Jens Galschiøt’s sculptures often find new life outside the agendas they were originally meant as a comment on.
Like in 1998 when the American republican Pat Buchanan included ‘The Pillar of Shame’ on a postcard encouraging people to mail it to Bill Clinton with their pleas against weapon sales to China.
Or the time the Danish Politician Søren Pind was bombarded with American criticism after he had said that sculpture of lady liberty, ‘Freedom to Pollute’ couldn’t stand in Copenhagen for aesthetic reasons.
A quarter million Brazilians
But that ‘Survival of the Fattest’ was suddenly shared a quarter million times on a single Brazilian Facebook page snuck up on us. The same sculpture has often popped up on different websites, Facebook and blogs from Vietnam, throughout India and Hong Kong to Mexico and of course Europe.
The sculpture ‘Survival of the Fattest’
A destitute African man on his last leg carries an enormous, fat, white lady on his shoulders with a scale in her hands. She is ‘Justicia’, the west’s goddess of justice, she says:
“I sit on the back of a man about to break from the burden. I will do everything to help him, except for climbing down from his shoulders.”
The sculpture has 263,361 Facebook shares in Brazil, the sculpture spread to Mexican Facebook pages and other lands who shared it further.
Survival of the Fattest and Populism’s resurface
That it’s precisely Survival of the Fattest that is being talked about these days is no coincidence. It mirrors some significant tendencies in our society. It reflects the foundation for that populism, which is creeping forward through Europe and in the USA, threatening to develop itself into the kind of fascism which Galschiøt ironically enough uses his sculptures to warn against.
Who is the Fat Lady?
Many western people, and not just the poor, see themselves in the man silently breaking, while those in power steer society in an unfamiliar and unwanted direction. The populists see the sorry man as the people, the mainstays of society; they see the Fat lady as the elites who are in every way moving away from the working man’s reality.
For the populists the Fat Lady is the NGO’s and the jetsetters who enjoy the fruits of globalization without experiencing its pitfalls. The Fat Lady is those who sympathize with the refugees from their perch in the suburbs, while they pay for their kid’s private schools to learn about what can be done to help. (See Phil Ochs’s Love Me I’m A Liberal.) The Fat lady is those who say we have to alter our lifestyles because of climate changes that are so complicated that nobody fully understands them (so maybe it’s just changes in the atmosphere). The Fat Lady is the academics and the dissonance between the overeducated whose theories make sense on paper, but whose lack of experience with the problems they are trying to fix creates an impossible bureaucracy for those unfamiliar with the system.

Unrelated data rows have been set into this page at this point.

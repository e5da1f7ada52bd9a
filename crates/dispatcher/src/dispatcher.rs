//! Dispatcher - per-target delivery
//!
//! Executes one parsed target for one event. In-process targets (log, ui,
//! sink) act immediately; controller and broker targets go through their
//! adapter, gated by a circuit breaker and bounded by the send timeout.

use std::collections::HashMap;
use std::sync::Arc;
use std::time::{Duration, Instant};

use contracts::{DataPoint, DispatchConfig, TargetAdapter, TargetClass, TargetSpec};
use tokio::sync::broadcast;
use tracing::{debug, info, instrument};

use crate::breaker::{BreakerError, CircuitBreaker};
use crate::error::DispatchError;
use crate::metrics::{DispatchMetrics, DispatchMetricsSnapshot};
use crate::targets::{LogTarget, UiBroadcast, UiUpdate};

/// Builder for creating a Dispatcher
pub struct DispatcherBuilder {
    config: DispatchConfig,
    adapters: HashMap<TargetClass, Arc<dyn TargetAdapter>>,
    log_name: String,
}

impl DispatcherBuilder {
    pub fn new(config: DispatchConfig) -> Self {
        Self {
            config,
            adapters: HashMap::new(),
            log_name: "gateway_audit".to_string(),
        }
    }

    /// Register the adapter serving `class` (controller or broker)
    pub fn adapter(mut self, class: TargetClass, adapter: Arc<dyn TargetAdapter>) -> Self {
        self.adapters.insert(class, adapter);
        self
    }

    /// Name reported by the log target
    pub fn log_name(mut self, name: impl Into<String>) -> Self {
        self.log_name = name.into();
        self
    }

    #[instrument(
        name = "dispatcher_builder_build",
        skip(self),
        fields(adapters = self.adapters.len())
    )]
    pub fn build(self) -> Dispatcher {
        for (class, adapter) in &self.adapters {
            info!(class = %class, adapter = adapter.name(), "adapter registered");
        }
        Dispatcher {
            adapters: self.adapters,
            log: LogTarget::new(self.log_name),
            ui: UiBroadcast::new(self.config.ui_channel_capacity),
            send_timeout: self.config.send_timeout(),
            metrics: DispatchMetrics::new(),
        }
    }
}

/// Target dispatcher
pub struct Dispatcher {
    adapters: HashMap<TargetClass, Arc<dyn TargetAdapter>>,
    log: LogTarget,
    ui: UiBroadcast,
    send_timeout: Duration,
    metrics: DispatchMetrics,
}

impl std::fmt::Debug for Dispatcher {
    fn fmt(&self, f: &mut std::fmt::Formatter<'_>) -> std::fmt::Result {
        f.debug_struct("Dispatcher")
            .field("adapters", &self.adapters.keys().collect::<Vec<_>>())
            .field("send_timeout", &self.send_timeout)
            .finish()
    }
}

impl Dispatcher {
    pub fn builder(config: DispatchConfig) -> DispatcherBuilder {
        DispatcherBuilder::new(config)
    }

    /// Deliver `event` to one target
    ///
    /// `breaker` gates external targets; pass the registry's breaker for the
    /// target. Without one the adapter is called directly.
    pub async fn send(
        &self,
        target: &TargetSpec,
        breaker: Option<&CircuitBreaker>,
        event: &DataPoint,
    ) -> Result<(), DispatchError> {
        let started = Instant::now();
        let result = match target {
            TargetSpec::Log { label } => {
                self.log.write(label.as_deref(), event);
                Ok(())
            }
            TargetSpec::Ui { channel } => {
                self.ui.publish(UiUpdate::from_event(event, channel.as_deref()));
                Ok(())
            }
            TargetSpec::Sink => Ok(()),
            TargetSpec::Unknown { raw } => Err(DispatchError::invalid_target(raw.as_str())),
            TargetSpec::Controller { .. } | TargetSpec::Broker { .. } => {
                self.send_external(target, breaker, event).await
            }
        };

        let latency_ms = started.elapsed().as_secs_f64() * 1000.0;
        let failure = result.as_ref().err().map(DispatchError::class);
        self.metrics.record(failure);
        if target.is_external() {
            self.metrics.record_latency_ms(latency_ms);
        }
        observability::record_dispatch(target.class().as_str(), failure, latency_ms);

        match &result {
            Ok(()) => debug!(to = %target, correlation_id = %event.correlation_id, "delivered"),
            Err(e) => debug!(to = %target, error_class = %e.class(), error = %e, "delivery failed"),
        }
        result
    }

    async fn send_external(
        &self,
        target: &TargetSpec,
        breaker: Option<&CircuitBreaker>,
        event: &DataPoint,
    ) -> Result<(), DispatchError> {
        match breaker {
            Some(breaker) => breaker
                .call(|| self.attempt(target, event))
                .await
                .map_err(|e| match e {
                    BreakerError::Open { name } => DispatchError::CircuitOpen { breaker: name },
                    BreakerError::Inner(e) => e,
                }),
            None => self.attempt(target, event).await,
        }
    }

    async fn attempt(&self, target: &TargetSpec, event: &DataPoint) -> Result<(), DispatchError> {
        let class = target.class();
        let adapter = self.adapters.get(&class).ok_or_else(|| {
            DispatchError::connection(target.to_string(), format!("no {class} adapter registered"))
        })?;

        if !adapter.connected() {
            return Err(DispatchError::connection(
                target.to_string(),
                format!("adapter '{}' is not connected", adapter.name()),
            ));
        }

        match tokio::time::timeout(self.send_timeout, adapter.send(target.address(), event)).await {
            Ok(Ok(())) => Ok(()),
            Ok(Err(e)) => Err(DispatchError::from_adapter(target.to_string(), e)),
            Err(_) => Err(DispatchError::Timeout {
                target: target.to_string(),
                message: format!("no answer within {} ms", self.send_timeout.as_millis()),
            }),
        }
    }

    /// Publish directly on the UI channel
    pub fn publish_ui(&self, update: UiUpdate) -> usize {
        self.ui.publish(update)
    }

    pub fn subscribe_ui(&self) -> broadcast::Receiver<UiUpdate> {
        self.ui.subscribe()
    }

    pub fn has_adapter(&self, class: TargetClass) -> bool {
        self.adapters.contains_key(&class)
    }

    pub fn log_target(&self) -> &LogTarget {
        &self.log
    }

    pub fn metrics(&self) -> DispatchMetricsSnapshot {
        self.metrics.snapshot()
    }
}
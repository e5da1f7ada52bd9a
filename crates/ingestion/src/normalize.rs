//! Normalization: validated input -> `DataPoint`
//!
//! Metadata keys consulted:
//! - `timestamp`: epoch seconds (number or numeric string) or ISO-8601 string
//! - `quality`: string, defaults to `"good"`
//! - `correlation_id`: string, else the ambient id, else a fresh UUID

use chrono::{DateTime, NaiveDateTime, SecondsFormat, Utc};
use contracts::{DataPoint, Value, DEFAULT_QUALITY};
use uuid::Uuid;

use crate::context::current_correlation_id;
use crate::validator::ValidatedInput;

const NAIVE_FORMATS: &[&str] = &["%Y-%m-%dT%H:%M:%S%.f", "%Y-%m-%d %H:%M:%S%.f"];

/// Normalize with the current time as fallback timestamp
pub fn normalize(input: ValidatedInput) -> DataPoint {
    normalize_at(input, Utc::now())
}

/// Normalize with an explicit fallback timestamp
pub fn normalize_at(input: ValidatedInput, now: DateTime<Utc>) -> DataPoint {
    let instant = input
        .metadata
        .get("timestamp")
        .and_then(parse_timestamp)
        .unwrap_or(now);

    let quality = input
        .metadata
        .get("quality")
        .and_then(Value::as_str)
        .filter(|q| !q.is_empty())
        .unwrap_or(DEFAULT_QUALITY)
        .to_string();

    let correlation_id = input
        .metadata
        .get("correlation_id")
        .and_then(Value::as_str)
        .filter(|id| !id.is_empty())
        .map(str::to_string)
        .or_else(current_correlation_id)
        .unwrap_or_else(|| Uuid::new_v4().to_string());

    DataPoint {
        source_id: input.source_id,
        tag: input.tag,
        value: input.value,
        timestamp: instant.timestamp_micros() as f64 / 1_000_000.0,
        timestamp_iso: instant.to_rfc3339_opts(SecondsFormat::Micros, true),
        quality,
        correlation_id,
        metadata: input.metadata,
    }
}

/// Parse a raw timestamp: epoch seconds or an ISO-8601 string
///
/// Naive ISO strings are taken as UTC. Returns `None` for anything unparseable.
pub fn parse_timestamp(raw: &Value) -> Option<DateTime<Utc>> {
    match raw {
        Value::Number(n) => n.as_f64().and_then(from_epoch_secs),
        Value::String(s) => {
            let s = s.trim();
            if let Ok(secs) = s.parse::<f64>() {
                return from_epoch_secs(secs);
            }
            if let Ok(dt) = DateTime::parse_from_rfc3339(s) {
                return Some(dt.with_timezone(&Utc));
            }
            NAIVE_FORMATS
                .iter()
                .find_map(|fmt| NaiveDateTime::parse_from_str(s, fmt).ok())
                .map(|naive| naive.and_utc())
        }
        _ => None,
    }
}

fn from_epoch_secs(secs: f64) -> Option<DateTime<Utc>> {
    let micros = (secs * 1_000_000.0).round();
    if !micros.is_finite() || micros.abs() >= i64::MAX as f64 {
        return None;
    }
    DateTime::from_timestamp_micros(micros as i64)
}
//! IngressValue - untrusted input shape
//!
//! Adapters hand the router whatever they decoded off the wire. Nothing here is
//! bounded yet; the ingestion validator turns it into a bounded `Value`.

use bytes::Bytes;
use serde_json::Value;

/// Untrusted value as received from a source adapter.
///
/// Unlike `serde_json::Value` this can carry non-finite floats, non-string map
/// keys and raw bytes, all of which must be rejected or coerced on ingress.
#[derive(Debug, Clone, PartialEq)]
pub enum IngressValue {
    Null,
    Bool(bool),
    Int(i64),
    UInt(u64),
    Float(f64),
    Str(String),
    /// Opaque bytes, converted to their bounded string form on ingress
    Bytes(Bytes),
    List(Vec<IngressValue>),
    /// Key/value pairs in arrival order; keys are coerced to strings
    Map(Vec<(IngressValue, IngressValue)>),
}

impl IngressValue {
    /// Build a mapping from string keys
    pub fn map<K, V, I>(pairs: I) -> Self
    where
        K: Into<String>,
        V: Into<IngressValue>,
        I: IntoIterator<Item = (K, V)>,
    {
        Self::Map(
            pairs
                .into_iter()
                .map(|(k, v)| (IngressValue::Str(k.into()), v.into()))
                .collect(),
        )
    }

    /// Short type name used in rejection messages
    pub fn kind(&self) -> &'static str {
        match self {
            Self::Null => "null",
            Self::Bool(_) => "bool",
            Self::Int(_) | Self::UInt(_) => "integer",
            Self::Float(_) => "float",
            Self::Str(_) => "string",
            Self::Bytes(_) => "bytes",
            Self::List(_) => "list",
            Self::Map(_) => "map",
        }
    }
}

impl From<Value> for IngressValue {
    fn from(value: Value) -> Self {
        match value {
            Value::Null => Self::Null,
            Value::Bool(b) => Self::Bool(b),
            Value::Number(n) => {
                if let Some(i) = n.as_i64() {
                    Self::Int(i)
                } else if let Some(u) = n.as_u64() {
                    Self::UInt(u)
                } else {
                    Self::Float(n.as_f64().unwrap_or(f64::NAN))
                }
            }
            Value::String(s) => Self::Str(s),
            Value::Array(items) => Self::List(items.into_iter().map(Self::from).collect()),
            Value::Object(map) => Self::Map(
                map.into_iter()
                    .map(|(k, v)| (Self::Str(k), Self::from(v)))
                    .collect(),
            ),
        }
    }
}

impl From<bool> for IngressValue {
    fn from(b: bool) -> Self {
        Self::Bool(b)
    }
}

impl From<i64> for IngressValue {
    fn from(i: i64) -> Self {
        Self::Int(i)
    }
}

impl From<i32> for IngressValue {
    fn from(i: i32) -> Self {
        Self::Int(i64::from(i))
    }
}

impl From<u64> for IngressValue {
    fn from(u: u64) -> Self {
        Self::UInt(u)
    }
}

impl From<f64> for IngressValue {
    fn from(f: f64) -> Self {
        Self::Float(f)
    }
}

impl From<&str> for IngressValue {
    fn from(s: &str) -> Self {
        Self::Str(s.to_string())
    }
}

impl From<String> for IngressValue {
    fn from(s: String) -> Self {
        Self::Str(s)
    }
}

impl From<Bytes> for IngressValue {
    fn from(b: Bytes) -> Self {
        Self::Bytes(b)
    }
}

impl<T: Into<IngressValue>> From<Vec<T>> for IngressValue {
    fn from(items: Vec<T>) -> Self {
        Self::List(items.into_iter().map(Into::into).collect())
    }
}

impl<T: Into<IngressValue>> From<Option<T>> for IngressValue {
    fn from(value: Option<T>) -> Self {
        value.map(Into::into).unwrap_or(Self::Null)
    }
}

The Fat Lady is film festivals, snobs, art speak, art exhibitions, and the cultural radicals. She is academia and bureaucracy, complexity, soulless career politicians afraid to champion unpopular causes that could challenge their livelihoods. She is the EU and tax havens. The Fat Lady is a too complicated world which we all have to navigate in. (and the Fat Lady is a word like “navigate in”).
Populism and Punching down
One of the answers to a society a big part feels trapped in an increase of populism. People like Danish Pia Kjærsgaard, Dutch Gert Wilders, and (paradoxically) USAs Donald Trump speak to the common man in his own language which is uncomplicated and easy to understand. Populism speaks to those who feel like they are sinking under the weight of the system. It points fingers at freeloaders and people siphoning money from the state. Unfortunately it’s usually those struggling at the bottom of society who get pointed out as the villains. The criminals, those on welfare, and immigrants get pointed out probably because they don’t have a voice to defend themselves with in the debate. In the meantime the Fat Lady grows, nourishing herself with government pensions and cuts to public programs, networking and ‘golden handshakes’.
What do we do?
But what can we do to counter the current wave of populism before society splits further, and we end up being ruled by a bunch of fascist like Trump-types in all of Western Europe. Many people are asking themselves these days, and the answer isn’t easily found. But we can start by realizing that we must overlook the traditional class distinctions and socioeconomic divides, and look at how you go about uniting and including all parts of society.
Something must be done, because at Gallery Galschiøt we can’t keep up with the production of My Inner Beast Sculptures.